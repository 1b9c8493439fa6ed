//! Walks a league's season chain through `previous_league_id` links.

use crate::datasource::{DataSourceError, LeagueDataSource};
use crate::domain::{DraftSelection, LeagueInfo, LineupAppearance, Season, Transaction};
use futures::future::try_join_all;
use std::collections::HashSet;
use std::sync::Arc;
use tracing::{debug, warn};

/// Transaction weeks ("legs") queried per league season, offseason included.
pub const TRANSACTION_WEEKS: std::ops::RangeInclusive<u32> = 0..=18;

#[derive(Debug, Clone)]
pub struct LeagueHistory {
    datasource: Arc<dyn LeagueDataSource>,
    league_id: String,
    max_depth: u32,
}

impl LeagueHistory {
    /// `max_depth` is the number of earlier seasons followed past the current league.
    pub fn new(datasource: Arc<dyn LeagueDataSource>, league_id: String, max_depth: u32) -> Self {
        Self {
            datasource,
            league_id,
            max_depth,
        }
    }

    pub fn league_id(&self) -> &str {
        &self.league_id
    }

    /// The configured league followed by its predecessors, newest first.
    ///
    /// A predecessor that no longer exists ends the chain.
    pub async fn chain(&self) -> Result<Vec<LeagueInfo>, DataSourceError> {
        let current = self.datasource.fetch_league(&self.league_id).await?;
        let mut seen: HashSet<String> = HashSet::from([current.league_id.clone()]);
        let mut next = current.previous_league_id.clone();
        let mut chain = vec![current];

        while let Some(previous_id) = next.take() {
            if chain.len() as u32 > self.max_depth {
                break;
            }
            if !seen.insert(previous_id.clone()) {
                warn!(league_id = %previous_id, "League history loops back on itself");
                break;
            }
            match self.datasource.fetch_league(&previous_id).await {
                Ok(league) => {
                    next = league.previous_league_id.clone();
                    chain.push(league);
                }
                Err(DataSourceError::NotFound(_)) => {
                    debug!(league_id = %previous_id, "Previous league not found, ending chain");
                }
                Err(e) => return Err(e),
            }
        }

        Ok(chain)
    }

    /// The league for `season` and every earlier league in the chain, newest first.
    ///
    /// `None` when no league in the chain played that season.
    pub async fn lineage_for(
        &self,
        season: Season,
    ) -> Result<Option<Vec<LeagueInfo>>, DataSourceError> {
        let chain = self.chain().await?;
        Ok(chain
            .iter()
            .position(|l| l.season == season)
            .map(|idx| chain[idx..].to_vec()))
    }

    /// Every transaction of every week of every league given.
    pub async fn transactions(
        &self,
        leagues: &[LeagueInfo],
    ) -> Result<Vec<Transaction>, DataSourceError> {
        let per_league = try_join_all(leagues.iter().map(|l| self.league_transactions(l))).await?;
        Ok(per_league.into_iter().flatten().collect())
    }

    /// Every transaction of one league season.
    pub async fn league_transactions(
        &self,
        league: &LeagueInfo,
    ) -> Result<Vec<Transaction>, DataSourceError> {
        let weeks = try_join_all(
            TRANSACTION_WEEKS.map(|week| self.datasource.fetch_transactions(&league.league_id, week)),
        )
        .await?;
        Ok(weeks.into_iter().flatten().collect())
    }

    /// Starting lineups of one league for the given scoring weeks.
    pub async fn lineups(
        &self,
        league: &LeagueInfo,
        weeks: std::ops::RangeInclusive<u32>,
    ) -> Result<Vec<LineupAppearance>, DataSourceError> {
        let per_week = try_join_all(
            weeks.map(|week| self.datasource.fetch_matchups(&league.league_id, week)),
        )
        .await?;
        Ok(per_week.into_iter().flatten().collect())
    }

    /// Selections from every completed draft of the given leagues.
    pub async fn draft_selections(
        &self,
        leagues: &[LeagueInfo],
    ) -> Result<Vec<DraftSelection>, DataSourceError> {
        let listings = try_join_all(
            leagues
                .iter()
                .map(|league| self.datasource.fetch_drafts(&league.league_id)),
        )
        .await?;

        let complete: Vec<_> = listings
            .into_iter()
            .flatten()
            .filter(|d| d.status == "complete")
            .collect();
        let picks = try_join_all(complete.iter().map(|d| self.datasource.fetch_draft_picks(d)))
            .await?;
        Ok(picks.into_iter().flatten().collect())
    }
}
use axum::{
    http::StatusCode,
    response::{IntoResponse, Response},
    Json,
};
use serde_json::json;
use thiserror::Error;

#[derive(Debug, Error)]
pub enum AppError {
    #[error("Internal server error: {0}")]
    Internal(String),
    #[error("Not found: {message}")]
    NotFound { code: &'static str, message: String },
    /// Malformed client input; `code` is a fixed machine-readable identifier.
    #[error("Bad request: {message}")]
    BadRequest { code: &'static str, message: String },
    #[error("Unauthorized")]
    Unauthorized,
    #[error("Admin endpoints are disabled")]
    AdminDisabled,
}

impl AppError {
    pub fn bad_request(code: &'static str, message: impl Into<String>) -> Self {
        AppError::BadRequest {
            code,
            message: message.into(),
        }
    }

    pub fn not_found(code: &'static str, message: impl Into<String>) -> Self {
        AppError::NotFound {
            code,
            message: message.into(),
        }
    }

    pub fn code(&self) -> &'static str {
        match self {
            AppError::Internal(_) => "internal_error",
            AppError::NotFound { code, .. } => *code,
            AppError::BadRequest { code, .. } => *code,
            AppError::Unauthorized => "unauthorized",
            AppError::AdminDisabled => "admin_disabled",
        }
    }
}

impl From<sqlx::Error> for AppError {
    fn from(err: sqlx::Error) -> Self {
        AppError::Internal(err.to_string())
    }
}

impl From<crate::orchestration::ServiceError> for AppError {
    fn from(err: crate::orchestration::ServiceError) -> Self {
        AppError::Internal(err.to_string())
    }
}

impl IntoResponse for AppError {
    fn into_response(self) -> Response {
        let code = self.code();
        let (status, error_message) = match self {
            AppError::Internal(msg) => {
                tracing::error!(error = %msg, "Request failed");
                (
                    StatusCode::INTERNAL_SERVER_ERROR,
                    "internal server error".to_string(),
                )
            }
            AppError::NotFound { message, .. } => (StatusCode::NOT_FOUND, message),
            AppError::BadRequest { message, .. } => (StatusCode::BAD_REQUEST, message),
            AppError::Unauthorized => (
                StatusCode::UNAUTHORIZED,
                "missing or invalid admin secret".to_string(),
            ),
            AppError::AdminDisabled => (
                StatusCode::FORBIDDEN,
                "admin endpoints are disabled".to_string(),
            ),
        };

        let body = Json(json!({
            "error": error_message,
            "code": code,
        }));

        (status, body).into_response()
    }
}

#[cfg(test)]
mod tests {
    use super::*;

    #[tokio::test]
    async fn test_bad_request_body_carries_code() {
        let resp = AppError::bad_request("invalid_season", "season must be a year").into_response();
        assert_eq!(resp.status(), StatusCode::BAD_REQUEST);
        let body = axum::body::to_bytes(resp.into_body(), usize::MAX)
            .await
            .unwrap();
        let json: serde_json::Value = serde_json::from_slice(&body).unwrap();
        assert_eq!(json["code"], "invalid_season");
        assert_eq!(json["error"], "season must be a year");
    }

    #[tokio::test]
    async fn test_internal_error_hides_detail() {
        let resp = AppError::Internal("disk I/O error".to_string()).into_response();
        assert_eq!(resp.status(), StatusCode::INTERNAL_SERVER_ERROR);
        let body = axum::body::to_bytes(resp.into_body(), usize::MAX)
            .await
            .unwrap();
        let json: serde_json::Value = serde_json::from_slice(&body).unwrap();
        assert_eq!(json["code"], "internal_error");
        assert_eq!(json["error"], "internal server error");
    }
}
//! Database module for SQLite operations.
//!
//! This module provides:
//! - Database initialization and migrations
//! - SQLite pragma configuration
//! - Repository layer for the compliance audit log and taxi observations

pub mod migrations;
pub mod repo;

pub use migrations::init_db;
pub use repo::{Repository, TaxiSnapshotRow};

+++++

A line belongs in the answer if it contains the word "RangeInclusive"; please copy each such line from the material.

pub const TRANSACTION_WEEKS: std::ops::RangeInclusive<u32> = 0..=18;
        weeks: std::ops::RangeInclusive<u32>,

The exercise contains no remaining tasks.